Decompressing to stdout (-dc or -xO) is useful when piping output into another command without writing intermediate files.

Inspecting Nested Archives

When dealing with nested compression layers — common in malware samples or packaged exploits — decompress one layer at a time:

gzip -dc layer1.gz > layer2
gzip -dc layer2 > layer3
file layer3

This allows a step-by-step audit of each layer rather than blindly unpacking everything at once.

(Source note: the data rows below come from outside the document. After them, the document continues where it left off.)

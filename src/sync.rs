//! View synchronizer: full refetch and rerender after every change.
//!
//! All refresh triggers (user actions, push notifications, startup) go through
//! [`Synchronizer::resync`]. At most one refresh runs at a time; triggers that
//! arrive while one is in flight collapse into a single follow-up refresh.

use std::sync::{Arc, Mutex};

use secrecy::SecretString;
use tokio::sync::RwLock;
use tracing::{debug, info, warn};

use crate::api::ChoreApi;
use crate::error::ApiError;
use crate::model::{Cleaner, CleanerId, Created, Task, TaskId, User, Weekday};
use crate::render::Renderer;
use crate::session::Session;
use crate::view::{Views, local_day_name};

/// Source of today's weekday name.
pub type DaySource = Arc<dyn Fn() -> String + Send + Sync>;

/// Cached collections and the views derived from them.
#[derive(Debug, Default)]
struct SyncState {
    session: Session,
    cleaners: Vec<Cleaner>,
    tasks: Vec<Task>,
    views: Option<Views>,
    refreshes: u64,
}

#[derive(Debug, Default)]
struct Flight {
    running: bool,
    pending: bool,
}

/// Releases the flight if a refresh is dropped before it finishes.
struct FlightGuard<'a> {
    flight: &'a Mutex<Flight>,
    finished: bool,
}

impl Drop for FlightGuard<'_> {
    fn drop(&mut self) {
        if self.finished {
            return;
        }
        let mut flight = self.flight.lock().unwrap_or_else(|e| e.into_inner());
        flight.running = false;
        flight.pending = false;
        debug!("Refresh cancelled, flight released");
    }
}

/// Owns the session, the cached collections, and the refresh cycle.
pub struct Synchronizer {
    api: Arc<dyn ChoreApi>,
    renderer: Arc<dyn Renderer>,
    state: RwLock<SyncState>,
    flight: Mutex<Flight>,
    day_source: DaySource,
}

impl Synchronizer {
    pub fn new(api: Arc<dyn ChoreApi>, renderer: Arc<dyn Renderer>) -> Arc<Self> {
        Self::with_day_source(api, renderer, Arc::new(|| local_day_name().to_string()))
    }

    /// Like [`Synchronizer::new`] with a custom "today" for current-day highlighting.
    pub fn with_day_source(
        api: Arc<dyn ChoreApi>,
        renderer: Arc<dyn Renderer>,
        day_source: DaySource,
    ) -> Arc<Self> {
        Arc::new(Self {
            api,
            renderer,
            state: RwLock::new(SyncState::default()),
            flight: Mutex::new(Flight::default()),
            day_source,
        })
    }

    // ── Session ─────────────────────────────────────────────────────────

    /// Authenticate and start a session. No refresh is triggered.
    pub async fn login(&self, name: &str, password: &SecretString) -> Result<User, ApiError> {
        let user = self.api.authenticate(name, password).await?;
        self.state.write().await.session.begin(user.clone());
        Ok(user)
    }

    /// Start a session for an already-authenticated user.
    pub async fn begin_session(&self, user: User) {
        self.state.write().await.session.begin(user);
    }

    pub async fn session(&self) -> Session {
        self.state.read().await.session.clone()
    }

    pub async fn is_admin(&self) -> bool {
        self.state.read().await.session.is_admin()
    }

    // ── Refresh ─────────────────────────────────────────────────────────

    /// Refetch cleaners and tasks and rerender every view.
    ///
    /// Never fails: a failed fetch renders as an empty collection.
    pub async fn resync(&self) {
        {
            let mut flight = self.lock_flight();
            if flight.running {
                flight.pending = true;
                debug!("Refresh already in flight, follow-up scheduled");
                return;
            }
            flight.running = true;
        }

        let mut guard = FlightGuard {
            flight: &self.flight,
            finished: false,
        };
        loop {
            self.refresh_once().await;
            if !self.take_pending() {
                guard.finished = true;
                break;
            }
            debug!("Running coalesced follow-up refresh");
        }
    }

    /// Clears the pending flag and reports whether it was set; marks the
    /// flight finished otherwise.
    fn take_pending(&self) -> bool {
        let mut flight = self.lock_flight();
        if flight.pending {
            flight.pending = false;
            true
        } else {
            flight.running = false;
            false
        }
    }

    fn lock_flight(&self) -> std::sync::MutexGuard<'_, Flight> {
        self.flight.lock().unwrap_or_else(|e| e.into_inner())
    }

    async fn refresh_once(&self) {
        let scope = self.state.read().await.session.task_scope();

        let cleaners = self.api.list_cleaners().await.unwrap_or_else(|e| {
            warn!(error = %e, "Failed to fetch cleaners, rendering empty list");
            Vec::new()
        });
        let tasks = self.api.list_tasks(scope).await.unwrap_or_else(|e| {
            warn!(error = %e, scope = ?scope, "Failed to fetch tasks, rendering empty list");
            Vec::new()
        });

        let today = (self.day_source)();
        let views = {
            let mut state = self.state.write().await;
            let views = Views::derive(&state.session, &cleaners, &tasks, &today);
            state.cleaners = cleaners;
            state.tasks = tasks;
            state.views = Some(views.clone());
            state.refreshes += 1;
            info!(
                cleaners = state.cleaners.len(),
                tasks = state.tasks.len(),
                rows = views.grid.rows.len(),
                "Views refreshed"
            );
            views
        };

        self.renderer.render(&views);
    }

    /// Views from the most recent refresh.
    pub async fn views(&self) -> Option<Views> {
        self.state.read().await.views.clone()
    }

    pub async fn cleaners(&self) -> Vec<Cleaner> {
        self.state.read().await.cleaners.clone()
    }

    pub async fn tasks(&self) -> Vec<Task> {
        self.state.read().await.tasks.clone()
    }

    /// Number of completed refreshes.
    pub async fn refresh_count(&self) -> u64 {
        self.state.read().await.refreshes
    }

    // ── Actions ─────────────────────────────────────────────────────────

    pub async fn add_cleaner(&self, name: &str) -> Result<Created<Cleaner>, ApiError> {
        let result = self.api.add_cleaner(name).await;
        if result.is_ok() {
            info!(name, "Cleaner added");
        }
        self.finish_action(result, "Failed to add cleaner. Please try again.", None)
            .await
    }

    pub async fn remove_cleaner(&self, id: CleanerId) -> Result<(), ApiError> {
        let result = self.api.remove_cleaner(id).await;
        if result.is_ok() {
            info!(cleaner_id = id, "Cleaner removed");
        }
        self.finish_action(
            result,
            "Failed to delete cleaner. Please try again.",
            Some("Cleaner and tasks deleted successfully."),
        )
        .await
    }

    pub async fn add_task(
        &self,
        cleaner_id: CleanerId,
        day: Weekday,
        description: &str,
    ) -> Result<Created<Task>, ApiError> {
        let result = self.api.add_task(cleaner_id, day, description).await;
        if result.is_ok() {
            info!(cleaner_id, day = %day, "Task added");
        }
        self.finish_action(result, "Failed to add task. Please try again.", None)
            .await
    }

    pub async fn remove_task(&self, id: TaskId) -> Result<(), ApiError> {
        let result = self.api.remove_task(id).await;
        if result.is_ok() {
            info!(task_id = id, "Task removed");
        }
        self.finish_action(
            result,
            "Failed to delete task. Please try again.",
            Some("Task deleted successfully."),
        )
        .await
    }

    pub async fn set_task_completed(&self, id: TaskId, completed: bool) -> Result<(), ApiError> {
        let result = self.api.set_task_completed(id, completed).await;
        if result.is_ok() {
            info!(task_id = id, completed, "Task status updated");
        }
        self.finish_action(result, "Failed to update task status. Please try again.", None)
            .await
    }

    /// Alert without refreshing on failure; notify and refresh on success.
    async fn finish_action<T: Send>(
        &self,
        result: Result<T, ApiError>,
        failure: &str,
        success: Option<&str>,
    ) -> Result<T, ApiError> {
        match result {
            Ok(value) => {
                if let Some(message) = success {
                    self.renderer.notify(message);
                }
                self.resync().await;
                Ok(value)
            }
            Err(e) => {
                warn!(error = %e, "Action failed, skipping refresh");
                self.renderer.alert(failure);
                Err(e)
            }
        }
    }
}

TAR vs ZIP — When to Use Which

Consideration TAR ZIP
Platform Linux and macOS native Cross-platform (Linux, macOS, Windows)
Compression Delegated to gzip, bzip2, xz, etc. Built-in (deflate)
Preserves permissions Yes — stores full Unix metadata Limited — permissions often stripped
Streaming Designed for pipes (tar -cf - | gzip) Not stream-friendly
Best for System backups, Linux-native workflows File sharing with non-Linux systems

Practical rule: Use tar for anything internal to Linux — backups, deployment packages, forensic evidence archives. Use zip when the recipient is on Windows or expects a universally extractable format.


Command Reference

Task tar zip
Create tar -czvf archive.tar.gz files/ zip -r archive.zip files/
Extract tar -xzvf archive.tar.gz unzip archive.zip
List contents tar -tzvf archive.tar.gz unzip -l archive.zip
Extract to path tar -xzvf archive.tar.gz -C /path/ unzip archive.zip -d /path/
Extract specific files tar -xzvf archive.tar.gz file1 unzip archive.zip file1
Append tar -rvf archive.tar file zip -r archive.zip file